(Extracted records)
[Start of section]
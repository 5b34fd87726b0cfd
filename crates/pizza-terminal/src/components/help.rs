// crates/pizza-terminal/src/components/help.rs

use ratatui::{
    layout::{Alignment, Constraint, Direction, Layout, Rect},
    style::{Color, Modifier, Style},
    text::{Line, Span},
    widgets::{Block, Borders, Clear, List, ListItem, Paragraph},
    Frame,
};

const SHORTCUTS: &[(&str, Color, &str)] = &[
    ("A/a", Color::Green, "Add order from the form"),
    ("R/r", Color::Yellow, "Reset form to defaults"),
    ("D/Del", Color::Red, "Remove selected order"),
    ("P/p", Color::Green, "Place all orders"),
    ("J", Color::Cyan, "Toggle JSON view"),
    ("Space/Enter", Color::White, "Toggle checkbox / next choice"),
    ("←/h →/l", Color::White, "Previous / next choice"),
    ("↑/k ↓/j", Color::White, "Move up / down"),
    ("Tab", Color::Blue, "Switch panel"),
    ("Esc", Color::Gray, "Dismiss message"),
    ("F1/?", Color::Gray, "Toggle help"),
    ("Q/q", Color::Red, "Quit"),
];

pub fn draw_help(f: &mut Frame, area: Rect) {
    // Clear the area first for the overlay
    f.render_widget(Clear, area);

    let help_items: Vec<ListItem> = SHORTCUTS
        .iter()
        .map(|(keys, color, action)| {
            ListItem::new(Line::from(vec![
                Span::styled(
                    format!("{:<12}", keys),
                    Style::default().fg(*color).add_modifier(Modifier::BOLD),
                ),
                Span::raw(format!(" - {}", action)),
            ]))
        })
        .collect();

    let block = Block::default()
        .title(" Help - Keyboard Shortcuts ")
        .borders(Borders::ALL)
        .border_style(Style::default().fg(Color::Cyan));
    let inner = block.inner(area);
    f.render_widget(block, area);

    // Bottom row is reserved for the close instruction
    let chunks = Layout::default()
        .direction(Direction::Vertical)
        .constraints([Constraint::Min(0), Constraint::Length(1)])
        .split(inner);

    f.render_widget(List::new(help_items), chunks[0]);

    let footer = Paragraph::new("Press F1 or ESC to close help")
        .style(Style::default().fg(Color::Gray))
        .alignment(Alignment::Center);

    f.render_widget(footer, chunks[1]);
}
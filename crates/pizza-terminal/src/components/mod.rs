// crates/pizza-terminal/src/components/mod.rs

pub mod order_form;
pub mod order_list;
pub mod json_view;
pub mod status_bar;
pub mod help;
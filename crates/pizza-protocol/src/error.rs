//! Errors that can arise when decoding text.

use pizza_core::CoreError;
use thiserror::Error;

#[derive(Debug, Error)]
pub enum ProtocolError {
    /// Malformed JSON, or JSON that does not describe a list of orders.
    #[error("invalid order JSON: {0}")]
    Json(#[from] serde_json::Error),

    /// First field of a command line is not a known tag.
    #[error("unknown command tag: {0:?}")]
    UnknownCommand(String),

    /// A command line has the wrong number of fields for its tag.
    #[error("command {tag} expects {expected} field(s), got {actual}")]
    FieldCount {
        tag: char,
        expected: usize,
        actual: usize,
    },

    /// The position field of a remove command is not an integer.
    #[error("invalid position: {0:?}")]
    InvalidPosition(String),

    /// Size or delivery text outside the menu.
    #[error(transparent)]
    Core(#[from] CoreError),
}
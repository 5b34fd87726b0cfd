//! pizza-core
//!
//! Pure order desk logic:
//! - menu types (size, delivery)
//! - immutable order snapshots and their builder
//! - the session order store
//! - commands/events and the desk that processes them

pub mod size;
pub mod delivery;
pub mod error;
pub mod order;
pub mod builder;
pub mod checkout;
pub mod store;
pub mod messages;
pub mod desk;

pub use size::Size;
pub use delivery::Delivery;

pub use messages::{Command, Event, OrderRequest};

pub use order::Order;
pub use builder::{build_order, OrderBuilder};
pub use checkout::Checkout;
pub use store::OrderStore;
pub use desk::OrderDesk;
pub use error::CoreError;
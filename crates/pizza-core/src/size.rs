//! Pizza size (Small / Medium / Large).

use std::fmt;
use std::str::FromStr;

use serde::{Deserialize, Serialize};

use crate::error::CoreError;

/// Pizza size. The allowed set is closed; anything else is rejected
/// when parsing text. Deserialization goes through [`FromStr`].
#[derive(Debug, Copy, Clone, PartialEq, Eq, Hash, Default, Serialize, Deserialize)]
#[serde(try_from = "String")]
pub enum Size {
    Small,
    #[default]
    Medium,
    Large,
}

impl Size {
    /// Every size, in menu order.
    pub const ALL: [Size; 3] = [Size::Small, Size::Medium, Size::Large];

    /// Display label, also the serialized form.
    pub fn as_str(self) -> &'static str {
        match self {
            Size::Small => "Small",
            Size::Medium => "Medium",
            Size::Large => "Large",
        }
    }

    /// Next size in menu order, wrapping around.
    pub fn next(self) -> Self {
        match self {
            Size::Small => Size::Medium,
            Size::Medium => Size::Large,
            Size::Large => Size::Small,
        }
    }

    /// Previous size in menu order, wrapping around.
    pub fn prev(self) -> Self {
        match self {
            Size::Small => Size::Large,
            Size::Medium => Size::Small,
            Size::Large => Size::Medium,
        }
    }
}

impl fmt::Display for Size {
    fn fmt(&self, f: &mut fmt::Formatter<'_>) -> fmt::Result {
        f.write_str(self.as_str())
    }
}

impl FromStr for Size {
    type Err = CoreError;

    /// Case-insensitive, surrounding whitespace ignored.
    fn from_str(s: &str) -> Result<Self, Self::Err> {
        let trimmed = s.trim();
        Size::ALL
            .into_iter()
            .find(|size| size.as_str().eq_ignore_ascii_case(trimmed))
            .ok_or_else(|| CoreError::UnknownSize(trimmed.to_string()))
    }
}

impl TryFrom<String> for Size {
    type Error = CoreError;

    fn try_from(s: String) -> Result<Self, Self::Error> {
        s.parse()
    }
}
[End of section]
Problem details → Give the lines again, exactly as they stand, from the beginning of the data through the line with "const SHORTCUTS: &[(&str, Color, &str)]".

Written response →
repository 5b34fd87726b0cfd
filename crates/pizza-terminal/src/components/help.rs
// crates/pizza-terminal/src/components/help.rs

use ratatui::{
    layout::{Alignment, Constraint, Direction, Layout, Rect},
    style::{Color, Modifier, Style},
    text::{Line, Span},
    widgets::{Block, Borders, Clear, List, ListItem, Paragraph},
    Frame,
};

const SHORTCUTS: &[(&str, Color, &str)] = &[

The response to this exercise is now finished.